• [Exercise data]:

--

//! Inference Pathway Advisor
//!
//! Recommends where to host a machine-learning inference workload, chosen from
//! a fixed catalog of AWS strategies, given a handful of constraints: model
//! size, latency target, GPU need, traffic shape, cost preference and
//! cold-start tolerance.
//!
//! # Quick Start
//!
//! ```rust
//! use pathway_advisor::{recommend, CostPreference, ColdStartTolerance, UserConstraints};
//!
//! let constraints = UserConstraints {
//!     model_size_mb: 100.0,
//!     latency_target_ms: 500.0,
//!     cost_preference: CostPreference::Low,
//!     cold_start_tolerance: ColdStartTolerance::High,
//!     ..Default::default()
//! };
//!
//! let rec = recommend(&constraints);
//! assert_eq!(rec.recommended, "Lambda + S3");
//! assert_eq!(rec.comparisons.len(), 5);
//! ```
//!
//! # Architecture
//!
//! ```text
//! ┌─────────────────────────────────────────────────────┐
//! │        Caller (browser form, CLI, HTTP client)       │
//! └─────────────────────┬───────────────────────────────┘
//!                       │ AnalyzeRequest (JSON)
//!                       ▼
//! ┌─────────────────────────────────────────────────────┐
//! │  normalize() → validate() → RecommendationEngine     │
//! │     scoring rules  ×  catalog  →  ranked radar view  │
//! └─────────────────────────────────────────────────────┘
//! ```

pub mod attribute;
pub mod catalog;
pub mod chart;
pub mod config;
pub mod engine;
pub mod error;
pub mod estimate;
pub mod scoring;
pub mod server;
pub mod types;

// Core types
pub use attribute::{normalize, AttributeLevel};
pub use catalog::StrategyDescriptor;
pub use engine::{recommend, RecommendationEngine};
pub use error::{AdvisorError, AdvisorResult};
pub use types::*;

// Presentation helpers
pub use chart::RadarChart;
pub use estimate::CostEstimate;
pub use scoring::{Condition, Rule, RuleOutcome};

// Transport
pub use config::ServerConfig;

--

• [Activity]: Repeat the listing exactly, from its first line to its last.

• [Answer area]:
//! Inference Pathway Advisor
//!
//! Recommends where to host a machine-learning inference workload, chosen from
//! a fixed catalog of AWS strategies, given a handful of constraints: model
//! size, latency target, GPU need, traffic shape, cost preference and
//! cold-start tolerance.
//!
//! # Quick Start
//!
//! ```rust
//! use pathway_advisor::{recommend, CostPreference, ColdStartTolerance, UserConstraints};
//!
//! let constraints = UserConstraints {
//!     model_size_mb: 100.0,
//!     latency_target_ms: 500.0,
//!     cost_preference: CostPreference::Low,
//!     cold_start_tolerance: ColdStartTolerance::High,
//!     ..Default::default()
//! };
//!
//! let rec = recommend(&constraints);
//! assert_eq!(rec.recommended, "Lambda + S3");
//! assert_eq!(rec.comparisons.len(), 5);
//! ```
//!
//! # Architecture
//!
//! ```text
//! ┌─────────────────────────────────────────────────────┐
//! │        Caller (browser form, CLI, HTTP client)       │
//! └─────────────────────┬───────────────────────────────┘
//!                       │ AnalyzeRequest (JSON)
//!                       ▼
//! ┌─────────────────────────────────────────────────────┐
//! │  normalize() → validate() → RecommendationEngine     │
//! │     scoring rules  ×  catalog  →  ranked radar view  │
//! └─────────────────────────────────────────────────────┘
//! ```

pub mod attribute;
pub mod catalog;
pub mod chart;
pub mod config;
pub mod engine;
pub mod error;
pub mod estimate;
pub mod scoring;
pub mod server;
pub mod types;

// Core types
pub use attribute::{normalize, AttributeLevel};
pub use catalog::StrategyDescriptor;
pub use engine::{recommend, RecommendationEngine};
pub use error::{AdvisorError, AdvisorResult};
pub use types::*;

// Presentation helpers
pub use chart::RadarChart;
pub use estimate::CostEstimate;
pub use scoring::{Condition, Rule, RuleOutcome};

// Transport
pub use config::ServerConfig;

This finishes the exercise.